//! Builds parameterized SELECT, INSERT, UPDATE, DELETE from entity metadata.

use crate::error::AppError;
use crate::model::EntityDef;
use serde_json::{Map, Value};
use std::collections::BTreeMap;

/// Quote identifier for PostgreSQL (safe: only from entity metadata).
fn quoted(s: &str) -> String {
    format!("\"{}\"", s.replace('"', "\"\""))
}

#[derive(Debug)]
pub struct QueryBuf {
    pub sql: String,
    pub params: Vec<Value>,
}

impl QueryBuf {
    fn new() -> Self {
        QueryBuf {
            sql: String::new(),
            params: Vec::new(),
        }
    }

    fn push_param(&mut self, v: Value) -> u32 {
        let n = self.params.len() as u32 + 1;
        self.params.push(v);
        n
    }

    /// Push a value and return its placeholder cast to the column type.
    fn placeholder(&mut self, v: Value, pg_type: &str) -> String {
        let n = self.push_param(v);
        format!("${}::{}", n, pg_type)
    }
}

/// Equality predicates identifying the rows an update touches.
///
/// Keys iterate in sorted order so the same request always produces the same
/// statement. Empty strings and nulls mean "not a predicate" and are dropped
/// on insertion.
#[derive(Clone, Debug, Default, PartialEq)]
pub struct Predicates(BTreeMap<String, Value>);

impl Predicates {
    pub fn new() -> Self {
        Predicates(BTreeMap::new())
    }

    pub fn insert(&mut self, field: impl Into<String>, value: Value) {
        let unset = match &value {
            Value::Null => true,
            Value::String(s) => s.is_empty(),
            _ => false,
        };
        if !unset {
            self.0.insert(field.into(), value);
        }
    }

    /// Builder form of [`Predicates::insert`] for optional key fields.
    pub fn with<V: Into<Value>>(mut self, field: &str, value: Option<V>) -> Self {
        if let Some(v) = value {
            self.insert(field, v.into());
        }
        self
    }

    #[cfg(test)]
    fn from_snapshot(snapshot: &Map<String, Value>) -> Self {
        let mut p = Predicates::new();
        for (k, v) in snapshot {
            p.insert(k.clone(), v.clone());
        }
        p
    }

    pub fn is_empty(&self) -> bool {
        self.0.is_empty()
    }

    pub fn len(&self) -> usize {
        self.0.len()
    }

    pub fn iter(&self) -> impl Iterator<Item = (&String, &Value)> {
        self.0.iter()
    }
}

/// SELECT list: numeric as col::text so prices keep their exact decimal form.
fn select_column_list(entity: &EntityDef) -> String {
    entity
        .columns
        .iter()
        .map(|c| {
            let q = quoted(c.name);
            if c.pg_type == "numeric" {
                format!("{}::text AS {}", q, q)
            } else {
                q
            }
        })
        .collect::<Vec<_>>()
        .join(", ")
}

/// SELECT every row, ordered by primary key.
pub fn select_all(entity: &EntityDef) -> QueryBuf {
    let mut q = QueryBuf::new();
    q.sql = format!(
        "SELECT {} FROM {} ORDER BY {}",
        select_column_list(entity),
        quoted(entity.table_name),
        quoted(entity.pk)
    );
    q
}

/// SELECT rows where one known column equals a value.
pub fn select_where(entity: &EntityDef, field: &str, value: Value) -> Result<QueryBuf, AppError> {
    let column = entity.require_column(field)?;
    let mut q = QueryBuf::new();
    let ph = q.placeholder(value, column.pg_type);
    q.sql = format!(
        "SELECT {} FROM {} WHERE {} = {} ORDER BY {}",
        select_column_list(entity),
        quoted(entity.table_name),
        quoted(column.name),
        ph,
        quoted(entity.pk)
    );
    Ok(q)
}

/// INSERT the supplied fields. Columns with a DB default that the body omits
/// are left to the default; other omitted columns are inserted as NULL.
/// Keys that are not columns of the entity are rejected.
pub fn insert(entity: &EntityDef, body: &Map<String, Value>) -> Result<QueryBuf, AppError> {
    for key in body.keys() {
        entity.require_column(key)?;
    }
    let mut q = QueryBuf::new();
    let mut cols = Vec::new();
    let mut placeholders = Vec::new();
    for c in entity.columns {
        let val = body.get(c.name).cloned();
        if val.is_none() && c.has_default {
            continue;
        }
        placeholders.push(q.placeholder(val.unwrap_or(Value::Null), c.pg_type));
        cols.push(quoted(c.name));
    }
    q.sql = format!(
        "INSERT INTO {} ({}) VALUES ({}) RETURNING {}",
        quoted(entity.table_name),
        cols.join(", "),
        placeholders.join(", "),
        select_column_list(entity)
    );
    Ok(q)
}

/// UPDATE from parallel field/value lists, restricted by equality predicates.
///
/// Assignments bind first ($1..$n, in list order), predicates after them in
/// key order. Both lists and predicate keys must name columns of the entity.
pub fn update(
    entity: &EntityDef,
    set_fields: &[String],
    set_values: &[Value],
    predicates: &Predicates,
) -> Result<QueryBuf, AppError> {
    if set_fields.len() != set_values.len() {
        return Err(AppError::ShapeMismatch {
            fields: set_fields.len(),
            values: set_values.len(),
        });
    }
    if set_fields.is_empty() {
        return Err(AppError::Validation("update needs at least one field to set".into()));
    }
    if predicates.is_empty() {
        return Err(AppError::Validation(
            "update needs at least one non-empty identifier".into(),
        ));
    }
    let mut q = QueryBuf::new();
    let mut sets = Vec::with_capacity(set_fields.len());
    for (field, value) in set_fields.iter().zip(set_values) {
        let c = entity.require_column(field)?;
        let rhs = q.placeholder(value.clone(), c.pg_type);
        sets.push(format!("{} = {}", quoted(c.name), rhs));
    }
    let mut wheres = Vec::with_capacity(predicates.len());
    for (field, value) in predicates.iter() {
        let c = entity.require_column(field)?;
        let rhs = q.placeholder(value.clone(), c.pg_type);
        wheres.push(format!("{} = {}", quoted(c.name), rhs));
    }
    q.sql = format!(
        "UPDATE {} SET {} WHERE {}",
        quoted(entity.table_name),
        sets.join(", "),
        wheres.join(" AND ")
    );
    Ok(q)
}

/// DELETE rows where one known column equals a value.
pub fn delete_where(entity: &EntityDef, field: &str, value: Value) -> Result<QueryBuf, AppError> {
    let column = entity.require_column(field)?;
    let mut q = QueryBuf::new();
    let ph = q.placeholder(value, column.pg_type);
    q.sql = format!(
        "DELETE FROM {} WHERE {} = {}",
        quoted(entity.table_name),
        quoted(column.name),
        ph
    );
    Ok(q)
}

#[cfg(test)]
mod tests {
    use super::*;
    use crate::model::{ColumnDef, EntityKind, Operation, PkType};
    use serde_json::json;

    static SCRATCH: EntityDef = EntityDef {
        table_name: "scratch",
        pk: "id",
        pk_type: PkType::Int,
        columns: &[
            ColumnDef { name: "id", pg_type: "int4", has_default: true },
            ColumnDef { name: "a", pg_type: "text", has_default: false },
            ColumnDef { name: "b", pg_type: "text", has_default: false },
            ColumnDef { name: "x", pg_type: "text", has_default: false },
        ],
        operations: &[Operation::Update],
    };

    fn fields(v: &[&str]) -> Vec<String> {
        v.iter().map(|s| s.to_string()).collect()
    }

    #[test]
    fn empty_predicates_are_omitted() {
        let snapshot = json!({"id": "7", "x": ""});
        let preds = Predicates::from_snapshot(snapshot.as_object().unwrap());
        let q = update(&SCRATCH, &fields(&["a", "b"]), &[json!("1"), json!("2")], &preds).unwrap();
        assert_eq!(
            q.sql,
            r#"UPDATE "scratch" SET "a" = $1::text, "b" = $2::text WHERE "id" = $3::int4"#
        );
        assert_eq!(q.params, vec![json!("1"), json!("2"), json!("7")]);
    }

    #[test]
    fn length_mismatch_is_shape_mismatch() {
        let preds = Predicates::new().with("id", Some(7));
        let err = update(&SCRATCH, &fields(&["a", "b"]), &[json!("1")], &preds).unwrap_err();
        assert!(matches!(err, AppError::ShapeMismatch { fields: 2, values: 1 }));
    }

    #[test]
    fn predicates_emit_in_sorted_order() {
        let preds = Predicates::new()
            .with("x", Some("q"))
            .with("b", Some("p"))
            .with("id", Some(3));
        let q = update(&SCRATCH, &fields(&["a"]), &[json!("v")], &preds).unwrap();
        assert!(q.sql.ends_with(r#"WHERE "b" = $2::text AND "id" = $3::int4 AND "x" = $4::text"#));
        assert_eq!(q.params, vec![json!("v"), json!("p"), json!(3), json!("q")]);
    }

    #[test]
    fn values_never_reach_the_statement_text() {
        let preds = Predicates::new().with("id", Some("1' OR '1'='1"));
        let q = update(&SCRATCH, &fields(&["a"]), &[json!("'; drop table scratch; --")], &preds).unwrap();
        assert!(!q.sql.contains("drop table"));
        assert!(!q.sql.contains("OR '1'"));
    }

    #[test]
    fn update_without_identifiers_is_refused() {
        let preds = Predicates::new().with::<&str>("id", None).with("x", Some(""));
        let err = update(&SCRATCH, &fields(&["a"]), &[json!("1")], &preds).unwrap_err();
        assert!(matches!(err, AppError::Validation(_)));
    }

    #[test]
    fn unknown_set_field_is_rejected() {
        let preds = Predicates::new().with("id", Some(1));
        let err = update(&SCRATCH, &fields(&["nope"]), &[json!("1")], &preds).unwrap_err();
        assert!(matches!(err, AppError::BadRequest(_)));
    }

    #[test]
    fn insert_skips_defaulted_pk_and_casts_columns() {
        let body = json!({"shoppingorderid": "4", "pricingid": "price_solo", "qty": 1});
        let q = insert(EntityKind::ShoppingCart.def(), body.as_object().unwrap()).unwrap();
        assert!(q.sql.starts_with(
            r#"INSERT INTO "shopping_cart" ("shoppingorderid", "pricingid", "qty") VALUES ($1::int4, $2::text, $3::int4)"#
        ));
        assert_eq!(q.params, vec![json!("4"), json!("price_solo"), json!(1)]);
    }

    #[test]
    fn insert_rejects_unknown_keys() {
        let body = json!({"shoppingcartid": "1", "colour": "red"});
        assert!(insert(EntityKind::ShoppingCart.def(), body.as_object().unwrap()).is_err());
    }

    #[test]
    fn select_where_casts_and_orders_by_pk() {
        let q = select_where(EntityKind::Purchase.def(), "salesorderid", json!("12")).unwrap();
        assert_eq!(
            q.sql,
            r#"SELECT "purchaseid", "salesorderid", "qty", "productname", "description", "price"::text AS "price" FROM "purchase" WHERE "salesorderid" = $1::int4 ORDER BY "purchaseid""#
        );
    }

    #[test]
    fn delete_where_rejects_unknown_field() {
        assert!(delete_where(EntityKind::CartParticipant.def(), "1=1 --", json!("1")).is_err());
        let q = delete_where(EntityKind::CartParticipant.def(), "shoppingcartid", json!(9)).unwrap();
        assert_eq!(q.sql, r#"DELETE FROM "cart_participant" WHERE "shoppingcartid" = $1::int4"#);
    }
}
▬▬▬
WHAT THIS TASK INVOLVES: Check each line above for the string "least" and show the ones that have it.

FINISHED TASK:
        return Err(AppError::Validation("update needs at least one field to set".into()));
            "update needs at least one non-empty identifier".into(),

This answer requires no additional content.